Week 1: Let’s Get Started Baking

If you don’t bake, or teach baking, why get started?

Today my top three reasons to step into the kitchen and bake with family or children in our world include words-to-the-wise from child development professionals.

Baking builds STEAM at home You can model experimentation and apply science, tech, engineering, art, math PLUS culture, history and literacy, by baking.

Step 1: Science and math both require accurate measuring skills! Check this out!

Step 2: Conduct a measuring experiment at home, some additional kitchen science about yeast.
51whbyegzdl “Can-Do Kids”: Author Richard Rende, child development psychologist, explains, “Getting in the kitchen together contributes to raising confident, successful team-players. When children help create the meal, they get curious; they build cognitive and multi-sensory connections.”

 

Step 1: Post a skills check list for each person to see their skills and techniques grow.

Step 2: Groove your kitchen and baking food safety guidelines.

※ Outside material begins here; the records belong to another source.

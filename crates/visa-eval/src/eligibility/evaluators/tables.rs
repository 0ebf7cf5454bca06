use std::collections::{BTreeMap, BTreeSet};
use std::io::Read;

use serde::{Deserialize, Serialize};

use super::super::domain::VisaType;
use super::super::error::ConfigurationError;
use super::TrackStatus;

/// Score thresholds shared by track evaluators and the final decision.
#[derive(Debug, Clone, Copy, PartialEq, Eq, Serialize, Deserialize)]
#[serde(rename_all = "camelCase")]
pub struct StatusBands {
    pub approved: u8,
    pub conditional: u8,
}

impl Default for StatusBands {
    fn default() -> Self {
        Self {
            approved: 70,
            conditional: 50,
        }
    }
}

impl StatusBands {
    pub fn status(&self, score: u8) -> TrackStatus {
        if score >= self.approved {
            TrackStatus::Approved
        } else if score >= self.conditional {
            TrackStatus::Conditional
        } else {
            TrackStatus::Rejected
        }
    }
}

/// Source visas accepted or refused for a change of status into one target visa.
#[derive(Debug, Clone, Default, PartialEq, Eq, Serialize, Deserialize)]
#[serde(rename_all = "camelCase", default)]
pub struct ChangeSourcePolicy {
    pub allowed: BTreeSet<String>,
    pub disallowed: BTreeSet<String>,
}

#[derive(Debug, Clone, Copy, PartialEq, Eq)]
pub enum SourceVerdict {
    Allowed,
    Disallowed,
    /// Not listed either way; handled as discretionary.
    Unlisted,
}

impl ChangeSourcePolicy {
    pub fn verdict(&self, current_visa: &str) -> SourceVerdict {
        let code = normalize_visa_code(current_visa);
        if self.disallowed.iter().any(|listed| normalize_visa_code(listed) == code) {
            SourceVerdict::Disallowed
        } else if self.allowed.iter().any(|listed| normalize_visa_code(listed) == code) {
            SourceVerdict::Allowed
        } else {
            SourceVerdict::Unlisted
        }
    }
}

/// Canonical `X-n` spelling of a visa code: `d10` and `D_10` both become `D-10`.
pub fn normalize_visa_code(raw: &str) -> String {
    let compact: String = raw
        .chars()
        .filter(|c| c.is_ascii_alphanumeric())
        .collect::<String>()
        .to_ascii_uppercase();
    let split = compact
        .find(|c: char| c.is_ascii_digit())
        .unwrap_or(compact.len());
    let (prefix, suffix) = compact.split_at(split);
    if prefix.is_empty() || suffix.is_empty() {
        compact
    } else {
        format!("{prefix}-{suffix}")
    }
}

#[derive(Debug, Clone, PartialEq, Eq, Serialize, Deserialize)]
pub struct InstitutionEntry {
    pub eligible: bool,
    pub score: u8,
    pub note: String,
}

#[derive(Debug, Clone, Copy, PartialEq, Eq)]
pub enum InstitutionVerdict<'a> {
    Eligible(&'a InstitutionEntry),
    Ineligible(&'a InstitutionEntry),
    Unlisted,
}

/// Categorical institution and employer eligibility, keyed by visa type.
#[derive(Debug, Clone, Default, PartialEq, Eq)]
pub struct InstitutionTable {
    entries: BTreeMap<VisaType, BTreeMap<String, InstitutionEntry>>,
}

#[derive(Debug, Deserialize)]
struct InstitutionRow {
    visa_type: VisaType,
    institution_type: String,
    eligible: bool,
    score: u8,
    #[serde(default)]
    note: String,
}

impl InstitutionTable {
    pub fn from_reader<R: Read>(name: &str, reader: R) -> Result<Self, ConfigurationError> {
        let mut csv_reader = csv::ReaderBuilder::new()
            .trim(csv::Trim::All)
            .from_reader(reader);
        let mut table = InstitutionTable::default();

        for record in csv_reader.deserialize::<InstitutionRow>() {
            let row = record.map_err(|source| ConfigurationError::Csv {
                name: name.to_string(),
                source,
            })?;
            if row.score > 100 {
                return Err(ConfigurationError::InvalidTables(format!(
                    "{} {} score {} exceeds 100",
                    row.visa_type, row.institution_type, row.score
                )));
            }
            let key = normalize_institution_type(&row.institution_type);
            let previous = table.entries.entry(row.visa_type).or_default().insert(
                key,
                InstitutionEntry {
                    eligible: row.eligible,
                    score: if row.eligible { row.score } else { 0 },
                    note: row.note,
                },
            );
            if previous.is_some() {
                return Err(ConfigurationError::InvalidTables(format!(
                    "{} {} is listed more than once",
                    row.visa_type, row.institution_type
                )));
            }
        }

        Ok(table)
    }

    pub fn lookup(&self, visa_type: VisaType, institution_type: &str) -> InstitutionVerdict<'_> {
        let key = normalize_institution_type(institution_type);
        match self
            .entries
            .get(&visa_type)
            .and_then(|entries| entries.get(&key))
        {
            Some(entry) if entry.eligible => InstitutionVerdict::Eligible(entry),
            Some(entry) => InstitutionVerdict::Ineligible(entry),
            None => InstitutionVerdict::Unlisted,
        }
    }

    pub fn len(&self) -> usize {
        self.entries.values().map(BTreeMap::len).sum()
    }

    pub fn is_empty(&self) -> bool {
        self.len() == 0
    }
}

fn normalize_institution_type(raw: &str) -> String {
    raw.trim().to_ascii_lowercase().replace([' ', '-'], "_")
}

#[derive(Debug, Deserialize)]
#[serde(rename_all = "camelCase")]
struct TablesDocument {
    version: String,
    #[serde(default)]
    status_bands: StatusBands,
    #[serde(default)]
    change_sources: BTreeMap<VisaType, ChangeSourcePolicy>,
    #[serde(default)]
    native_speaker_nationalities: BTreeSet<String>,
    #[serde(default)]
    salary_floors: BTreeMap<VisaType, u64>,
    #[serde(default)]
    weekly_hour_minimums: BTreeMap<VisaType, f32>,
    #[serde(default)]
    incentive_regions: BTreeSet<String>,
    #[serde(default = "default_minimum_contract_months")]
    minimum_contract_months: u32,
}

fn default_minimum_contract_months() -> u32 {
    12
}

/// Jurisdictional lookup tables injected into evaluators and rules.
#[derive(Debug, Clone, PartialEq)]
pub struct EligibilityTables {
    pub version: String,
    pub status_bands: StatusBands,
    pub change_sources: BTreeMap<VisaType, ChangeSourcePolicy>,
    pub native_speaker_nationalities: BTreeSet<String>,
    pub salary_floors: BTreeMap<VisaType, u64>,
    pub weekly_hour_minimums: BTreeMap<VisaType, f32>,
    pub incentive_regions: BTreeSet<String>,
    pub minimum_contract_months: u32,
    pub institutions: InstitutionTable,
}

impl EligibilityTables {
    pub fn from_sources<R: Read>(
        tables_name: &str,
        tables_json: &str,
        institutions_name: &str,
        institutions_csv: R,
    ) -> Result<Self, ConfigurationError> {
        let document: TablesDocument =
            serde_json::from_str(tables_json).map_err(|source| ConfigurationError::Parse {
                name: tables_name.to_string(),
                source,
            })?;
        let institutions = InstitutionTable::from_reader(institutions_name, institutions_csv)?;

        let tables = Self {
            version: document.version,
            status_bands: document.status_bands,
            change_sources: document.change_sources,
            native_speaker_nationalities: document
                .native_speaker_nationalities
                .into_iter()
                .map(|code| code.trim().to_ascii_uppercase())
                .collect(),
            salary_floors: document.salary_floors,
            weekly_hour_minimums: document.weekly_hour_minimums,
            incentive_regions: document
                .incentive_regions
                .into_iter()
                .map(|region| region.trim().to_ascii_lowercase())
                .collect(),
            minimum_contract_months: document.minimum_contract_months,
            institutions,
        };
        tables.validate()?;
        Ok(tables)
    }

    pub fn validate(&self) -> Result<(), ConfigurationError> {
        if self.version.trim().is_empty() {
            return Err(ConfigurationError::InvalidTables(
                "tables version must not be empty".to_string(),
            ));
        }
        let bands = self.status_bands;
        if bands.approved > 100 || bands.conditional >= bands.approved {
            return Err(ConfigurationError::InvalidTables(format!(
                "status bands must satisfy conditional < approved <= 100 (got {} / {})",
                bands.conditional, bands.approved
            )));
        }
        if let Some((visa_type, hours)) = self
            .weekly_hour_minimums
            .iter()
            .find(|(_, hours)| !hours.is_finite() || **hours < 0.0)
        {
            return Err(ConfigurationError::InvalidTables(format!(
                "{visa_type} weekly hour minimum {hours} is invalid"
            )));
        }
        if self.minimum_contract_months == 0 {
            return Err(ConfigurationError::InvalidTables(
                "minimum contract months must be positive".to_string(),
            ));
        }
        if self.institutions.is_empty() {
            return Err(ConfigurationError::InvalidTables(
                "institution table is empty".to_string(),
            ));
        }
        Ok(())
    }

    pub fn source_verdict(&self, target: VisaType, current_visa: &str) -> SourceVerdict {
        match self.change_sources.get(&target) {
            Some(policy) => policy.verdict(current_visa),
            None => SourceVerdict::Unlisted,
        }
    }

    pub fn is_native_speaker(&self, nationality: &str) -> bool {
        self.native_speaker_nationalities
            .contains(&nationality.trim().to_ascii_uppercase())
    }

    pub fn salary_floor(&self, visa_type: VisaType) -> Option<u64> {
        self.salary_floors.get(&visa_type).copied()
    }

    pub fn weekly_hour_minimum(&self, visa_type: VisaType) -> Option<f32> {
        self.weekly_hour_minimums.get(&visa_type).copied()
    }

    pub fn is_incentive_region(&self, region: &str) -> bool {
        self.incentive_regions
            .contains(&region.trim().to_ascii_lowercase())
    }

    pub fn institution(
        &self,
        visa_type: VisaType,
        institution_type: &str,
    ) -> InstitutionVerdict<'_> {
        self.institutions.lookup(visa_type, institution_type)
    }
}

#[cfg(test)]
mod tests {
    use super::*;
    use std::io::Cursor;

    const TABLES: &str = r#"{
        "version": "test",
        "changeSources": { "E-1": { "allowed": ["D-2"], "disallowed": ["C-3"] } },
        "nativeSpeakerNationalities": ["usa"],
        "incentiveRegions": ["Gangwon"]
    }"#;

    const INSTITUTIONS: &str = "visa_type,institution_type,eligible,score,note\n\
        E-1,university,true,100,accredited\n\
        E-1,language_academy,false,40,not a university\n";

    fn tables() -> EligibilityTables {
        EligibilityTables::from_sources("tables", TABLES, "institutions", Cursor::new(INSTITUTIONS))
            .expect("tables load")
    }

    #[test]
    fn visa_codes_normalize_to_dashed_form() {
        assert_eq!(normalize_visa_code("d10"), "D-10");
        assert_eq!(normalize_visa_code(" C_3 "), "C-3");
        assert_eq!(normalize_visa_code("E-7"), "E-7");
    }

    #[test]
    fn source_verdict_distinguishes_listed_and_unlisted_codes() {
        let tables = tables();
        assert_eq!(tables.source_verdict(VisaType::E1, "d2"), SourceVerdict::Allowed);
        assert_eq!(tables.source_verdict(VisaType::E1, "C-3"), SourceVerdict::Disallowed);
        assert_eq!(tables.source_verdict(VisaType::E1, "H-2"), SourceVerdict::Unlisted);
        assert_eq!(tables.source_verdict(VisaType::E7, "D-2"), SourceVerdict::Unlisted);
    }

    #[test]
    fn ineligible_rows_never_carry_a_score() {
        let tables = tables();
        match tables.institution(VisaType::E1, "Language Academy") {
            InstitutionVerdict::Ineligible(entry) => assert_eq!(entry.score, 0),
            other => panic!("expected ineligible verdict, got {other:?}"),
        }
        assert_eq!(tables.institution(VisaType::E2, "university"), InstitutionVerdict::Unlisted);
    }

    #[test]
    fn lookups_are_case_insensitive() {
        let tables = tables();
        assert!(tables.is_native_speaker("USA"));
        assert!(tables.is_incentive_region("gangwon"));
    }

    #[test]
    fn duplicate_institution_rows_are_rejected() {
        let csv = format!("{INSTITUTIONS}E-1,university,true,90,again\n");
        match EligibilityTables::from_sources("tables", TABLES, "institutions", Cursor::new(csv)) {
            Err(ConfigurationError::InvalidTables(message)) => {
                assert!(message.contains("more than once"))
            }
            other => panic!("expected duplicate row error, got {other:?}"),
        }
    }

    #[test]
    fn inverted_status_bands_are_rejected() {
        let raw = r#"{ "version": "test", "statusBands": { "approved": 50, "conditional": 70 } }"#;
        match EligibilityTables::from_sources(
            "tables",
            raw,
            "institutions",
            Cursor::new(INSTITUTIONS),
        ) {
            Err(ConfigurationError::InvalidTables(_)) => {}
            other => panic!("expected invalid tables, got {other:?}"),
        }
    }
}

End picky, less-than-healthy expensive eating. Begin anytime, but especially young…age 2 or 3! Kids who help create what’s served up want to taste it! Stanford U. Professor Maya Adam, MD confirms, “What about adding value to your family’s day-to-day interaction by spending more time in the kitchen and involving the children whenever possible? Some parents are understandably worried, but the health risks of not teaching a kid to cook are far greater than giving them a sharp object!”

Step 1: Choose simple recipes, list ingredients, shop and get started.

Step 2: Everybody cleans up!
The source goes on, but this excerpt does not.